Turkish Foreign Minister Ahmet Davutoglu recently said Egypt is the "backbone of the Middle East," stressing that Turkey is concerned about the impact of the developments in Egypt on the entire region.
On Wednesday, Turkish President Abdullah Gul said "what's happening today (in Egypt) is unacceptable," warning that the crisis in Egypt would have an impact on the entire Muslim world.
Nebahat Tanriverdi, an expert on Egypt at the Ankara-based Center for Middle Eastern Strategic Studies, said the radicalization of some groups in Egypt is likely to happen given that the Muslim Brotherhood was virtually denied entrance to the political process.
"We have already seen some extremist groups resorting to violence in the Sinai Peninsula, putting a risk to the national security of Egypt," she told Xinhua.
"The extremist groups across the Middle East and North Africa can take advantage of the crisis to promote their activities and recruit new people. This is a grave risk," she warned.
In addition, Davutoglu said "Egypt is a key country for keeping the fruit of the Arab Spring... (what happens now in Egypt) will endanger the baby steps of the democracy in Libya, Tunisia and other countries."

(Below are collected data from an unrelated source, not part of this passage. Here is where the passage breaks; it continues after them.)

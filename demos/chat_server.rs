//! A small chat service built on hookhttp.
//!
//! Log in with `POST /login` (form fields `username`, `password`, optional
//! `peerId`), then use the `auth=true` cookie to list channels, read and post
//! messages, and register as a peer. Pages under `www/` and assets under
//! `static/` are served by the static fallback.
//!
//! Run with `cargo run --example chat_server -- --server-port 8000`.

use std::collections::HashMap;
use std::net::{IpAddr, SocketAddr};
use std::sync::{Arc, Mutex, MutexGuard};
use std::time::{SystemTime, UNIX_EPOCH};

use clap::Parser;
use hookhttp::parser::{cookies, parse_form, parse_query, PATH_HEADER};
use hookhttp::{HandlerResult, Headers, HttpServer, Method, ServerConfig, ServerError, Structured};
use serde::Serialize;
use serde_json::json;

const CHANNELS: [&str; 3] = ["general", "random", "tech"];

/// Peers not seen for this long are dropped from listings.
const PEER_TTL_SECS: u64 = 300;

#[derive(Debug, Clone, Serialize)]
struct Message {
    sender: String,
    text: String,
    timestamp: u64,
}

#[derive(Debug, Clone, Serialize)]
struct Peer {
    username: String,
    ip: String,
    port: u16,
    last_seen: u64,
}

#[derive(Default)]
struct ChatStore {
    messages: HashMap<String, Vec<Message>>,
    peers: HashMap<String, Peer>,
}

type Store = Arc<Mutex<ChatStore>>;

fn lock(store: &Store) -> Result<MutexGuard<'_, ChatStore>, ServerError> {
    store
        .lock()
        .map_err(|_| ServerError::InternalError("chat store poisoned".to_string()))
}

fn now() -> u64 {
    SystemTime::now()
        .duration_since(UNIX_EPOCH)
        .map(|d| d.as_secs())
        .unwrap_or_default()
}

fn authorized(headers: &Headers) -> bool {
    cookies(headers).get("auth").is_some_and(|v| v == "true")
}

fn unauthorized() -> HandlerResult {
    json!({ "error": "Unauthorized" }).into()
}

fn check_user(username: &str, password: &str) -> bool {
    matches!(
        (username, password),
        ("admin", "password") | ("user1", "password1") | ("user2", "password2")
    )
}

fn register_routes(server: &mut HttpServer, store: &Store) {
    let s = Arc::clone(store);
    server.add_route(Method::POST, "/login", move |_headers, body| {
        let form = parse_form(body.unwrap_or_default());
        let username = form.get("username").map(String::as_str).unwrap_or_default();
        let password = form.get("password").map(String::as_str).unwrap_or_default();

        if !check_user(username, password) {
            log::warn!("Rejected login for {username:?}");
            return Ok(Structured::new(401, "<h1>401 Unauthorized</h1>", "text/html").into());
        }

        if let Some(peer_id) = form.get("peerId").filter(|id| !id.is_empty()) {
            lock(&s)?.peers.insert(
                peer_id.clone(),
                Peer {
                    username: username.to_string(),
                    ip: "127.0.0.1".to_string(),
                    port: 0,
                    last_seen: now(),
                },
            );
        }

        log::info!("{username} logged in");
        Ok(Structured::new(200, format!("<p>Welcome, {username}</p>"), "text/html")
            .with_header("Set-Cookie", "auth=true; Path=/; HttpOnly")
            .into())
    });

    server.add_route(Method::GET, "/login.html", |_headers, _body| {
        Ok(HandlerResult::Text("www/login.html".to_string()))
    });

    server.add_route(Method::GET, "/", |headers, _body| {
        if authorized(headers) {
            Ok(HandlerResult::Text("www/index.html".to_string()))
        } else {
            Ok(Structured::new(
                401,
                "<html><body><h1>401 Unauthorized</h1><a href='/login.html'>Login</a></body></html>",
                "text/html",
            )
            .into())
        }
    });

    server.add_route(Method::GET, "/channels", |headers, _body| {
        if !authorized(headers) {
            return Ok(unauthorized());
        }
        HandlerResult::json(&json!({ "channels": CHANNELS }))
    });

    let s = Arc::clone(store);
    server.add_route(Method::GET, "/messages", move |headers, _body| {
        if !authorized(headers) {
            return Ok(unauthorized());
        }
        let target = headers.get(PATH_HEADER).unwrap_or("/messages");
        let query = target.split_once('?').map(|(_, q)| parse_query(q)).unwrap_or_default();
        let channel = query.get("channel").map(String::as_str).unwrap_or("general");

        let store = lock(&s)?;
        let messages = store.messages.get(channel).cloned().unwrap_or_default();
        HandlerResult::json(&json!({ "channel": channel, "messages": messages }))
    });

    let s = Arc::clone(store);
    server.add_route(Method::POST, "/send", move |headers, body| {
        if !authorized(headers) {
            return Ok(unauthorized());
        }
        let form = parse_form(body.unwrap_or_default());
        let channel = form.get("channel").cloned().unwrap_or_else(|| "general".to_string());
        if !CHANNELS.contains(&channel.as_str()) {
            return Ok(Structured::new(400, format!("unknown channel {channel}"), "text/plain").into());
        }

        let message = Message {
            sender: form.get("sender").cloned().unwrap_or_else(|| "anonymous".to_string()),
            text: form.get("text").cloned().unwrap_or_default(),
            timestamp: now(),
        };
        lock(&s)?.messages.entry(channel).or_default().push(message.clone());
        HandlerResult::json(&json!({ "status": "ok", "message": message }))
    });

    let s = Arc::clone(store);
    server.add_route(Method::POST, "/submit-info", move |headers, body| {
        if !authorized(headers) {
            return Ok(unauthorized());
        }
        let form = parse_form(body.unwrap_or_default());
        let (Some(peer_id), Some(ip), Some(port)) = (
            form.get("peerId"),
            form.get("ip").and_then(|ip| ip.parse::<IpAddr>().ok()),
            form.get("port").and_then(|p| p.parse::<u16>().ok()),
        ) else {
            return Ok(Structured::new(400, "peerId, ip and port are required", "text/plain").into());
        };

        let mut store = lock(&s)?;
        let peer = store.peers.entry(peer_id.clone()).or_insert_with(|| Peer {
            username: form.get("username").cloned().unwrap_or_default(),
            ip: String::new(),
            port: 0,
            last_seen: 0,
        });
        peer.ip = ip.to_string();
        peer.port = port;
        peer.last_seen = now();
        HandlerResult::json(&json!({ "status": "registered", "peerId": peer_id }))
    });

    let s = Arc::clone(store);
    server.add_route(Method::GET, "/get-list", move |headers, _body| {
        if !authorized(headers) {
            return Ok(unauthorized());
        }
        let mut store = lock(&s)?;
        let cutoff = now().saturating_sub(PEER_TTL_SECS);
        store.peers.retain(|_, peer| peer.last_seen >= cutoff);
        HandlerResult::json(&json!({ "peers": store.peers }))
    });
}

/// Chat demo server.
#[derive(Debug, Parser)]
#[command(version, about)]
struct Args {
    /// Address to bind to
    #[arg(long, default_value = "127.0.0.1")]
    server_ip: IpAddr,

    /// Port to listen on
    #[arg(long, default_value_t = 8000)]
    server_port: u16,
}

#[tokio::main]
async fn main() -> Result<(), Box<dyn std::error::Error>> {
    env_logger::Builder::from_env(env_logger::Env::default().default_filter_or("info")).init();

    let args = Args::parse();
    let config = ServerConfig {
        addr: SocketAddr::new(args.server_ip, args.server_port),
        ..ServerConfig::default()
    };

    let store: Store = Arc::new(Mutex::new(ChatStore {
        messages: CHANNELS.iter().map(|c| (c.to_string(), Vec::new())).collect(),
        ..ChatStore::default()
    }));

    let mut server = HttpServer::new(config);
    register_routes(&mut server, &store);

    server.start().await?;

    Ok(())
}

Turkey's top leaders on Wednesday strongly condemned Egyptian security forces' use of force on supporters of ousted President Mohamed Morsi, Turkish Anadolu Agency reported.
Turkey was one of the few countries that denounced what it called an "unacceptable coup" after Egyptian military ousted Morsi, and called for restoring democracy to the country.
On Friday, thousands of people in around 80 mosques across Turkey expressed their support for the people who were killed by security forces in Egypt, and almost 2,000 supporters of Morsi held a demonstration in Istanbul to denounce the Egyptian army's attacks against Morsi's loyalists.